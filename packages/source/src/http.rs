//! Photo export fetched through an HTTP proxy endpoint.
//!
//! The proxy holds the object-store credentials and returns the export
//! body verbatim. On failure it answers with `{"error": "..."}`, which is
//! surfaced as [`SourceError::Transport`].

use async_trait::async_trait;

use crate::retry::{self, RetryPolicy};
use crate::{DocumentSource, SourceError, build_http_client, require_env};

/// Fetches the photo export from the document-fetch proxy.
pub struct HttpDocumentSource {
    client: reqwest::Client,
    url: String,
    token: Option<String>,
    policy: RetryPolicy,
}

impl HttpDocumentSource {
    /// Creates a source for `url`, optionally sending a bearer token.
    #[must_use]
    pub fn new(client: reqwest::Client, url: String, token: Option<String>) -> Self {
        Self {
            client,
            url,
            token,
            policy: RetryPolicy::default(),
        }
    }

    /// Replaces the retry policy.
    #[must_use]
    pub const fn with_retry_policy(mut self, policy: RetryPolicy) -> Self {
        self.policy = policy;
        self
    }

    /// Creates a source from `DAMAGE_MAP_PROXY_URL` and the optional
    /// `DAMAGE_MAP_PROXY_TOKEN`.
    ///
    /// # Errors
    ///
    /// Returns [`SourceError::MissingEnv`] if the URL is unset, or
    /// [`SourceError::Http`] if the client cannot be built.
    pub fn from_env() -> Result<Self, SourceError> {
        let url = require_env("DAMAGE_MAP_PROXY_URL")?;
        let token = std::env::var("DAMAGE_MAP_PROXY_TOKEN")
            .ok()
            .filter(|t| !t.trim().is_empty());
        Ok(Self::new(build_http_client()?, url, token))
    }
}

/// Rejects proxy error payloads of the form `{"error": ...}`.
///
/// # Errors
///
/// Returns [`SourceError::Transport`] carrying the proxy's message.
pub fn check_proxy_payload(document: serde_json::Value) -> Result<serde_json::Value, SourceError> {
    let Some(error) = document.as_object().and_then(|obj| obj.get("error")) else {
        return Ok(document);
    };
    let message = error
        .as_str()
        .map_or_else(|| error.to_string(), String::from);
    let details = document
        .get("details")
        .and_then(serde_json::Value::as_str)
        .map(|d| format!(" ({d})"))
        .unwrap_or_default();
    Err(SourceError::Transport {
        message: format!("{message}{details}"),
    })
}

#[async_trait]
impl DocumentSource for HttpDocumentSource {
    fn label(&self) -> &str {
        &self.url
    }

    async fn fetch_documents(&self) -> Result<serde_json::Value, SourceError> {
        log::info!("Fetching photo export from {}", self.url);

        let document = retry::send_json(&self.policy, || {
            let request = self.client.get(&self.url);
            match &self.token {
                Some(token) => request.bearer_auth(token),
                None => request,
            }
        })
        .await?;

        check_proxy_payload(document)
    }
}

#[cfg(test)]
mod tests {
    use super::*;

    #[test]
    fn passes_through_exports() {
        let array = serde_json::json!([{"id": 1}]);
        assert_eq!(check_proxy_payload(array.clone()).unwrap(), array);

        let collection = serde_json::json!({"type": "FeatureCollection", "features": []});
        assert_eq!(check_proxy_payload(collection.clone()).unwrap(), collection);
    }

    #[test]
    fn error_payload_is_transport_error() {
        let payload = serde_json::json!({
            "error": "Failed to fetch data from S3",
            "details": "NoSuchKey"
        });
        let err = check_proxy_payload(payload).unwrap_err();
        match err {
            SourceError::Transport { message } => {
                assert_eq!(message, "Failed to fetch data from S3 (NoSuchKey)");
            }
            other => panic!("unexpected error: {other}"),
        }
    }

    #[test]
    fn non_string_error_is_rendered() {
        let err = check_proxy_payload(serde_json::json!({"error": {"code": 500}})).unwrap_err();
        assert!(err.to_string().contains("500"));
    }
}
#![cfg_attr(feature = "fail-on-warnings", deny(warnings))]
#![warn(clippy::all, clippy::pedantic, clippy::nursery, clippy::cargo)]
#![allow(clippy::multiple_crate_versions, clippy::cargo_common_metadata)]

//! Static geography tables for jurisdiction masking.
//!
//! Jurisdictions are approximated by axis-aligned bounding boxes, one per
//! US state. These tables are data only; membership decisions live in
//! `damage_map_geography`.

pub mod states;

pub use states::{
    MapCenter, NATIONAL_CENTER, NATIONAL_NAME, STATES, State, map_center, state_by_name,
};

TASK ITEM
Whatever appears in the lines above should be copied exactly.

SOLUTION TO THIS EXERCISE
filename packages/source/src/http.rs
//! Photo export fetched through an HTTP proxy endpoint.
//!
//! The proxy holds the object-store credentials and returns the export
//! body verbatim. On failure it answers with `{"error": "..."}`, which is
//! surfaced as [`SourceError::Transport`].

use async_trait::async_trait;

use crate::retry::{self, RetryPolicy};
use crate::{DocumentSource, SourceError, build_http_client, require_env};

/// Fetches the photo export from the document-fetch proxy.
pub struct HttpDocumentSource {
    client: reqwest::Client,
    url: String,
    token: Option<String>,
    policy: RetryPolicy,
}

impl HttpDocumentSource {
    /// Creates a source for `url`, optionally sending a bearer token.
    #[must_use]
    pub fn new(client: reqwest::Client, url: String, token: Option<String>) -> Self {
        Self {
            client,
            url,
            token,
            policy: RetryPolicy::default(),
        }
    }

    /// Replaces the retry policy.
    #[must_use]
    pub const fn with_retry_policy(mut self, policy: RetryPolicy) -> Self {
        self.policy = policy;
        self
    }

    /// Creates a source from `DAMAGE_MAP_PROXY_URL` and the optional
    /// `DAMAGE_MAP_PROXY_TOKEN`.
    ///
    /// # Errors
    ///
    /// Returns [`SourceError::MissingEnv`] if the URL is unset, or
    /// [`SourceError::Http`] if the client cannot be built.
    pub fn from_env() -> Result<Self, SourceError> {
        let url = require_env("DAMAGE_MAP_PROXY_URL")?;
        let token = std::env::var("DAMAGE_MAP_PROXY_TOKEN")
            .ok()
            .filter(|t| !t.trim().is_empty());
        Ok(Self::new(build_http_client()?, url, token))
    }
}

/// Rejects proxy error payloads of the form `{"error": ...}`.
///
/// # Errors
///
/// Returns [`SourceError::Transport`] carrying the proxy's message.
pub fn check_proxy_payload(document: serde_json::Value) -> Result<serde_json::Value, SourceError> {
    let Some(error) = document.as_object().and_then(|obj| obj.get("error")) else {
        return Ok(document);
    };
    let message = error
        .as_str()
        .map_or_else(|| error.to_string(), String::from);
    let details = document
        .get("details")
        .and_then(serde_json::Value::as_str)
        .map(|d| format!(" ({d})"))
        .unwrap_or_default();
    Err(SourceError::Transport {
        message: format!("{message}{details}"),
    })
}

#[async_trait]
impl DocumentSource for HttpDocumentSource {
    fn label(&self) -> &str {
        &self.url
    }

    async fn fetch_documents(&self) -> Result<serde_json::Value, SourceError> {
        log::info!("Fetching photo export from {}", self.url);

        let document = retry::send_json(&self.policy, || {
            let request = self.client.get(&self.url);
            match &self.token {
                Some(token) => request.bearer_auth(token),
                None => request,
            }
        })
        .await?;

        check_proxy_payload(document)
    }
}

#[cfg(test)]
mod tests {
    use super::*;

    #[test]
    fn passes_through_exports() {
        let array = serde_json::json!([{"id": 1}]);
        assert_eq!(check_proxy_payload(array.clone()).unwrap(), array);

        let collection = serde_json::json!({"type": "FeatureCollection", "features": []});
        assert_eq!(check_proxy_payload(collection.clone()).unwrap(), collection);
    }

    #[test]
    fn error_payload_is_transport_error() {
        let payload = serde_json::json!({
            "error": "Failed to fetch data from S3",
            "details": "NoSuchKey"
        });
        let err = check_proxy_payload(payload).unwrap_err();
        match err {
            SourceError::Transport { message } => {
                assert_eq!(message, "Failed to fetch data from S3 (NoSuchKey)");
            }
            other => panic!("unexpected error: {other}"),
        }
    }

    #[test]
    fn non_string_error_is_rendered() {
        let err = check_proxy_payload(serde_json::json!({"error": {"code": 500}})).unwrap_err();
        assert!(err.to_string().contains("500"));
    }
}
#![cfg_attr(feature = "fail-on-warnings", deny(warnings))]
#![warn(clippy::all, clippy::pedantic, clippy::nursery, clippy::cargo)]
#![allow(clippy::multiple_crate_versions, clippy::cargo_common_metadata)]

//! Static geography tables for jurisdiction masking.
//!
//! Jurisdictions are approximated by axis-aligned bounding boxes, one per
//! US state. These tables are data only; membership decisions live in
//! `damage_map_geography`.

pub mod states;

pub use states::{
    MapCenter, NATIONAL_CENTER, NATIONAL_NAME, STATES, State, map_center, state_by_name,
};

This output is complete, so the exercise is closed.